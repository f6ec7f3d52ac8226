// Copyright © 2024 The vmcli Authors
//
// SPDX-License-Identifier: Apache-2.0
//

use std::path::{Path, PathBuf};
use std::sync::mpsc::Sender;
use std::time::Duration;

use net_util::MacAddr;
use thiserror::Error;

#[derive(Error, Debug)]
///
/// Enum for VM error
pub enum HypervisorVmError {
    ///
    /// EFI variable store creation error
    ///
    #[error("Failed to create EFI variable store at {path}: {source}")]
    CreateVariableStore {
        path: PathBuf,
        #[source]
        source: anyhow::Error,
    },
    ///
    /// EFI variable store open error
    ///
    #[error("Failed to open EFI variable store at {path}: {source}")]
    OpenVariableStore {
        path: PathBuf,
        #[source]
        source: anyhow::Error,
    },
    ///
    /// Disk image attachment error
    ///
    #[error("Failed to attach disk image {path}: {source}")]
    AttachDisk {
        path: PathBuf,
        #[source]
        source: anyhow::Error,
    },
    ///
    /// Network device error
    ///
    #[error("Failed to add network device: {0}")]
    AddNetDevice(#[source] anyhow::Error),
    ///
    /// Configuration rejected by the engine
    ///
    #[error("Invalid virtual machine configuration: {0}")]
    Validate(#[source] anyhow::Error),
    ///
    /// Vm creation error
    ///
    #[error("Failed to create Vm: {0}")]
    Create(#[source] anyhow::Error),
    ///
    /// Vm start request error
    ///
    #[error("Failed to start Vm: {0}")]
    Start(#[source] anyhow::Error),
}

///
/// Result type for returning from a function
///
pub type Result<T> = std::result::Result<T, HypervisorVmError>;

/// Asynchronous notifications delivered by a running engine.
#[derive(Clone, Debug, PartialEq, Eq)]
pub enum VmEvent {
    /// The start request completed successfully.
    Started,
    /// The start request completed with an error.
    StartFailed(String),
    /// The guest powered itself off.
    GuestStopped,
    /// The engine stopped the guest because of an error.
    StoppedWithError(String),
    /// A network attachment was lost.
    NetworkDisconnected { device: String, detail: String },
}

///
/// Trait to describe a guest before it is created
///
/// The calls are accumulated by the engine. Nothing is checked against the
/// engine's rules until [`VmBuilder::validate`].
///
pub trait VmBuilder {
    fn set_cpus(&mut self, count: u64);
    /// Memory size in bytes.
    fn set_memory(&mut self, size: u64);
    ///
    /// Boot through EFI firmware. With `create` the variable store is
    /// created (replacing any file at `variable_store`), otherwise it is
    /// opened.
    ///
    fn set_efi_boot_loader(&mut self, variable_store: &Path, create: bool) -> Result<()>;
    ///
    /// Boot a Linux kernel directly
    ///
    fn set_linux_boot_loader(
        &mut self,
        kernel: &Path,
        command_line: Option<&str>,
        initial_ramdisk: Option<&Path>,
    ) -> Result<()>;
    fn add_disk(&mut self, path: &Path, read_only: bool) -> Result<()>;
    ///
    /// Add a virtio network device attached to the host NAT. Without a MAC
    /// address the engine picks one.
    ///
    fn add_nat_network(&mut self, mac: Option<MacAddr>) -> Result<()>;
    fn set_generic_platform(&mut self) -> Result<()>;
    fn add_entropy_device(&mut self) -> Result<()>;
    fn add_graphics_device(&mut self, width: u32, height: u32) -> Result<()>;
    fn add_spice_agent_console(&mut self, port: u32) -> Result<()>;
    fn add_usb_keyboard(&mut self) -> Result<()>;
    fn add_usb_pointing_device(&mut self) -> Result<()>;
    ///
    /// Check the accumulated description against the engine's rules
    ///
    fn validate(&self) -> Result<()>;
    ///
    /// Create the Vm. Every asynchronous notification is sent to `events`.
    ///
    fn build(self: Box<Self>, events: Sender<VmEvent>) -> Result<Box<dyn Vm>>;
}

///
/// Trait to represent a Vm
///
pub trait Vm {
    ///
    /// Request the start of the guest. Completion is reported as
    /// [`VmEvent::Started`] or [`VmEvent::StartFailed`].
    ///
    fn start(&self) -> Result<()>;
    ///
    /// Service the engine's host side work for at most `timeout`
    ///
    fn run_host_loop(&self, timeout: Duration);
}
// Copyright © 2019 Intel Corporation
//
// SPDX-License-Identifier: Apache-2.0
//
// Portions Copyright © 2024 The vmcli Authors
//

#[cfg(test)]
mod test_util;

use std::fs::File;
use std::io::Write;
use std::sync::Arc;
use std::time::Instant;
use std::{io, process, thread};

use clap::{value_parser, Arg, ArgAction, ArgMatches, Command};
use hypervisor::{Hypervisor, HypervisorError, ResourceLimits};
use log::{info, LevelFilter, SetLoggerError};
use thiserror::Error;
use vmcli::cli_print_error_chain;
use vmm::config::{self, BootConfig, DiskConfig, NetConfig, VmConfig, VmParams};
use vmm::vm::LifecycleOutcome;

#[derive(Error, Debug)]
enum Error {
    #[error("Error parsing config")]
    ParsingConfig(#[source] config::Error),
    #[error("Error creating log file")]
    LogFileCreation(#[source] io::Error),
    #[error("Error setting up logger")]
    LoggerSetup(#[source] SetLoggerError),
    #[error("Failed to create the virtualization engine")]
    CreateHypervisor(#[source] HypervisorError),
    #[error("Failed to run the virtual machine")]
    VmRun(#[source] vmm::vm::Error),
}

fn cpus_help(limits: Option<&ResourceLimits>) -> String {
    let help = "The number of CPUs you make available to the guest operating system";
    match limits {
        Some(limits) => format!("{help}, min {}, max {}.", limits.min_cpus, limits.max_cpus),
        None => format!("{help}."),
    }
}

fn memory_help(limits: Option<&ResourceLimits>) -> String {
    let help = "The amount of physical memory the guest operating system recognizes in MiB";
    match limits {
        Some(limits) => format!(
            "{help}, min {} MiB, max {} MiB.",
            limits.min_memory_mib(),
            limits.max_memory_mib()
        ),
        None => format!("{help}."),
    }
}

fn get_cli_options_sorted(limits: Option<ResourceLimits>) -> Vec<Arg> {
    vec![
        Arg::new("boot-loader")
            .long("boot-loader")
            .help(BootConfig::SYNTAX)
            .num_args(1)
            .required(true),
        Arg::new("cpus")
            .long("cpus")
            .help(cpus_help(limits.as_ref()))
            .num_args(1)
            .value_parser(value_parser!(u64))
            .default_value(config::DEFAULT_VCPUS.to_string()),
        Arg::new("disk")
            .long("disk")
            .help(DiskConfig::SYNTAX)
            .num_args(1)
            .action(ArgAction::Append),
        Arg::new("log-file")
            .long("log-file")
            .help("Log file. Standard error is used if not specified")
            .num_args(1),
        Arg::new("memory")
            .long("memory")
            .help(memory_help(limits.as_ref()))
            .num_args(1)
            .value_parser(value_parser!(u64))
            .default_value(config::DEFAULT_MEMORY_MB.to_string()),
        Arg::new("network")
            .long("network")
            .help(NetConfig::SYNTAX)
            .num_args(1)
            .action(ArgAction::Append),
        Arg::new("v")
            .short('v')
            .action(ArgAction::Count)
            .help("Sets the level of debugging output"),
    ]
}

/// Creates the CLI definition of vmcli.
fn create_app(limits: Option<ResourceLimits>) -> Command {
    Command::new("vmcli")
        // 'BUILD_VERSION' is set by the build script 'build.rs' at
        // compile time
        .version(env!("BUILD_VERSION"))
        .author(env!("CARGO_PKG_AUTHORS"))
        .about("Launch a single virtual machine.")
        .args(get_cli_options_sorted(limits))
}

fn init_logger(cmd_arguments: &ArgMatches) -> Result<(), Error> {
    let log_level = match cmd_arguments.get_count("v") {
        0 => LevelFilter::Warn,
        1 => LevelFilter::Info,
        2 => LevelFilter::Debug,
        _ => LevelFilter::Trace,
    };

    let target = match cmd_arguments.get_one::<String>("log-file") {
        Some(path) => env_logger::Target::Pipe(Box::new(
            File::create(path).map_err(Error::LogFileCreation)?,
        )),
        None => env_logger::Target::Stderr,
    };

    let start = Instant::now();
    env_logger::Builder::new()
        .filter_level(log_level)
        .target(target)
        .format(move |buf, record| {
            writeln!(
                buf,
                "vmcli: {:.6?}: <{}> {}:{}:{} -- {}",
                start.elapsed(),
                thread::current().name().unwrap_or("anonymous"),
                record.level(),
                record.file().unwrap_or("unknown"),
                record.line().unwrap_or(0),
                record.args()
            )
        })
        .try_init()
        .map_err(Error::LoggerSetup)
}

fn start_vmcli(
    cmd_arguments: &ArgMatches,
    hypervisor: Result<Arc<dyn Hypervisor>, HypervisorError>,
) -> Result<(), Error> {
    let vm_params = VmParams::from_arg_matches(cmd_arguments);
    let vm_config = VmConfig::parse(vm_params).map_err(Error::ParsingConfig)?;

    let hypervisor = hypervisor.map_err(Error::CreateHypervisor)?;
    info!(
        "Launching virtual machine with {} CPUs and {} MiB of memory",
        vm_config.cpus.boot_vcpus,
        vm_config.memory.size >> 20
    );

    match vmm::start_vm(vm_config, hypervisor.as_ref()) {
        LifecycleOutcome::Stopped => Ok(()),
        LifecycleOutcome::Failed(e) => Err(Error::VmRun(e)),
    }
}

fn main() {
    let hypervisor = hypervisor::new();
    let limits = hypervisor.as_ref().ok().map(|hv| hv.resource_limits());

    let cmd_arguments = create_app(limits).get_matches();

    let exit_code = match init_logger(&cmd_arguments)
        .and_then(|()| start_vmcli(&cmd_arguments, hypervisor))
    {
        Ok(()) => {
            println!("Virtual machine stopped from guest. Exiting.");
            0
        }
        Err(top_error) => {
            cli_print_error_chain(&top_error, "vmcli");
            1
        }
    };

    process::exit(exit_code);
}
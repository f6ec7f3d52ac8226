// Copyright © 2025 Cyberus Technology GmbH
//
// SPDX-License-Identifier: Apache-2.0
//
// Portions Copyright © 2024 The vmcli Authors
//

use std::error::Error;

/// Returns the message of `top_error` followed by the message of each of its
/// sources, outermost first.
pub fn error_chain(top_error: &dyn Error) -> Vec<String> {
    std::iter::successors(Some(top_error), |sub_error| (*sub_error).source())
        .map(|error| error.to_string())
        .collect()
}

/// Prints a chain of errors to the user in a consistent manner.
/// The user will see a clear chain of errors, followed by debug output
/// for opening issues.
pub fn cli_print_error_chain(top_error: &dyn Error, component: &str) {
    let chain = error_chain(top_error);

    eprint!("Error: {component} exited with the following ");
    if let [error] = chain.as_slice() {
        eprintln!("error:");
        eprintln!("  {error}");
    } else {
        eprintln!("chain of errors:");
        for (level, error) in chain.iter().enumerate() {
            eprintln!("  {level}: {error}");
        }
    }

    eprintln!();
    eprintln!("Debug Info: {top_error:?}");
}
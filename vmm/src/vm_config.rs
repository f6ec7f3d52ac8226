// Copyright © 2024 The vmcli Authors
//
// SPDX-License-Identifier: Apache-2.0
//
use std::path::PathBuf;

use net_util::MacAddr;
use serde::{Deserialize, Serialize};

pub const DEFAULT_VCPUS: u64 = 2;

#[derive(Clone, Debug, PartialEq, Eq, Deserialize, Serialize)]
pub struct CpusConfig {
    pub boot_vcpus: u64,
}

impl Default for CpusConfig {
    fn default() -> Self {
        CpusConfig {
            boot_vcpus: DEFAULT_VCPUS,
        }
    }
}

pub const DEFAULT_MEMORY_MB: u64 = 2048;

#[derive(Clone, Debug, PartialEq, Eq, Deserialize, Serialize)]
pub struct MemoryConfig {
    /// Size in bytes.
    pub size: u64,
}

impl Default for MemoryConfig {
    fn default() -> Self {
        MemoryConfig {
            size: DEFAULT_MEMORY_MB << 20,
        }
    }
}

#[derive(Clone, Debug, PartialEq, Eq, Deserialize, Serialize)]
#[serde(tag = "type", rename_all = "lowercase")]
pub enum BootConfig {
    Efi {
        variable_store: PathBuf,
    },
    Linux {
        kernel: PathBuf,
        #[serde(default)]
        command_line: Option<String>,
        #[serde(default)]
        initial_ramdisk: Option<PathBuf>,
    },
}

#[derive(Clone, Debug, PartialEq, Eq, Deserialize, Serialize)]
pub struct DiskConfig {
    pub path: PathBuf,
    #[serde(default)]
    pub readonly: bool,
}

#[derive(Clone, Copy, Debug, Default, PartialEq, Eq, Deserialize, Serialize)]
#[serde(rename_all = "lowercase")]
pub enum NetworkAttachment {
    #[default]
    Nat,
}

#[derive(Clone, Debug, PartialEq, Eq, Deserialize, Serialize)]
pub struct NetConfig {
    #[serde(default)]
    pub attachment: NetworkAttachment,
    #[serde(default)]
    pub mac: Option<MacAddr>,
}

pub const DEFAULT_DISPLAY_WIDTH: u32 = 1280;
pub const DEFAULT_DISPLAY_HEIGHT: u32 = 720;

#[derive(Clone, Debug, PartialEq, Eq, Deserialize, Serialize)]
pub struct DisplayConfig {
    pub width: u32,
    pub height: u32,
}

impl Default for DisplayConfig {
    fn default() -> Self {
        DisplayConfig {
            width: DEFAULT_DISPLAY_WIDTH,
            height: DEFAULT_DISPLAY_HEIGHT,
        }
    }
}

// Port index the guest agent expects the SPICE channel on.
pub const SPICE_AGENT_PORT: u32 = 0;

#[derive(Clone, Debug, PartialEq, Eq, Deserialize, Serialize)]
#[serde(tag = "type", rename_all = "snake_case")]
pub enum ConsolePort {
    SpiceAgent { port: u32 },
}

/// Devices every guest gets. None of them can be changed from the command
/// line.
#[derive(Clone, Debug, PartialEq, Eq, Deserialize, Serialize)]
pub struct PlatformConfig {
    pub entropy: bool,
    pub display: Option<DisplayConfig>,
    pub console: Option<ConsolePort>,
    pub keyboard: bool,
    pub pointing_device: bool,
}

impl Default for PlatformConfig {
    fn default() -> Self {
        PlatformConfig {
            entropy: true,
            display: Some(DisplayConfig::default()),
            console: Some(ConsolePort::SpiceAgent {
                port: SPICE_AGENT_PORT,
            }),
            keyboard: true,
            pointing_device: true,
        }
    }
}

#[derive(Clone, Debug, PartialEq, Eq, Deserialize, Serialize)]
pub struct VmConfig {
    #[serde(default)]
    pub cpus: CpusConfig,
    #[serde(default)]
    pub memory: MemoryConfig,
    pub boot: BootConfig,
    #[serde(default)]
    pub disks: Vec<DiskConfig>,
    #[serde(default)]
    pub net: Vec<NetConfig>,
    #[serde(default)]
    pub platform: PlatformConfig,
}
// Copyright © 2024 The vmcli Authors
//
// SPDX-License-Identifier: Apache-2.0
//

//! A generic abstraction around the virtualization engine
//!
//! This crate offers a trait abstraction for the engine that assembles and
//! runs a virtual machine. The guest is described through a [`VmBuilder`],
//! validated, turned into a [`Vm`] and started. Everything the engine reports
//! asynchronously afterwards is delivered as a [`VmEvent`] over a channel.
//!
//! # Platform support
//!
//! - macOS (Virtualization.framework)
//!

/// Hypervisor related module
pub mod hypervisor;

/// Vm related module
pub mod vm;

/// In-process engine used by tests
#[cfg(any(test, feature = "fake"))]
pub mod fake;

/// Virtualization.framework implementation module
#[cfg(target_os = "macos")]
pub mod vz;

use std::sync::Arc;

pub use crate::hypervisor::{Hypervisor, HypervisorError, ResourceLimits};
pub use vm::{HypervisorVmError, Vm, VmBuilder, VmEvent};

/// Returns the engine available on this host.
#[cfg(target_os = "macos")]
pub fn new() -> std::result::Result<Arc<dyn Hypervisor>, HypervisorError> {
    let hv = vz::VzHypervisor::new()?;

    Ok(Arc::new(hv))
}

/// Returns the engine available on this host.
#[cfg(not(target_os = "macos"))]
pub fn new() -> std::result::Result<Arc<dyn Hypervisor>, HypervisorError> {
    Err(HypervisorError::Unsupported(std::env::consts::OS))
}

#[cfg(all(test, not(target_os = "macos")))]
mod tests {
    use super::*;

    #[test]
    fn test_new_unsupported_host() {
        match new() {
            Err(HypervisorError::Unsupported(os)) => assert_eq!(os, std::env::consts::OS),
            Err(e) => panic!("unexpected error: {e}"),
            Ok(_) => panic!("no engine expected on this host"),
        }
    }
}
------
Work request:
All lines from the first line of the listing above through the line containing "to create EFI" are to be retyped exactly. Leave out any other line.

Response area:
repository f6ec7f3d52ac8226
// Copyright © 2024 The vmcli Authors
//
// SPDX-License-Identifier: Apache-2.0
//

use std::path::{Path, PathBuf};
use std::sync::mpsc::Sender;
use std::time::Duration;

use net_util::MacAddr;
use thiserror::Error;

#[derive(Error, Debug)]
///
/// Enum for VM error
pub enum HypervisorVmError {
    ///
    /// EFI variable store creation error
    ///
    #[error("Failed to create EFI variable store at {path}: {source}")]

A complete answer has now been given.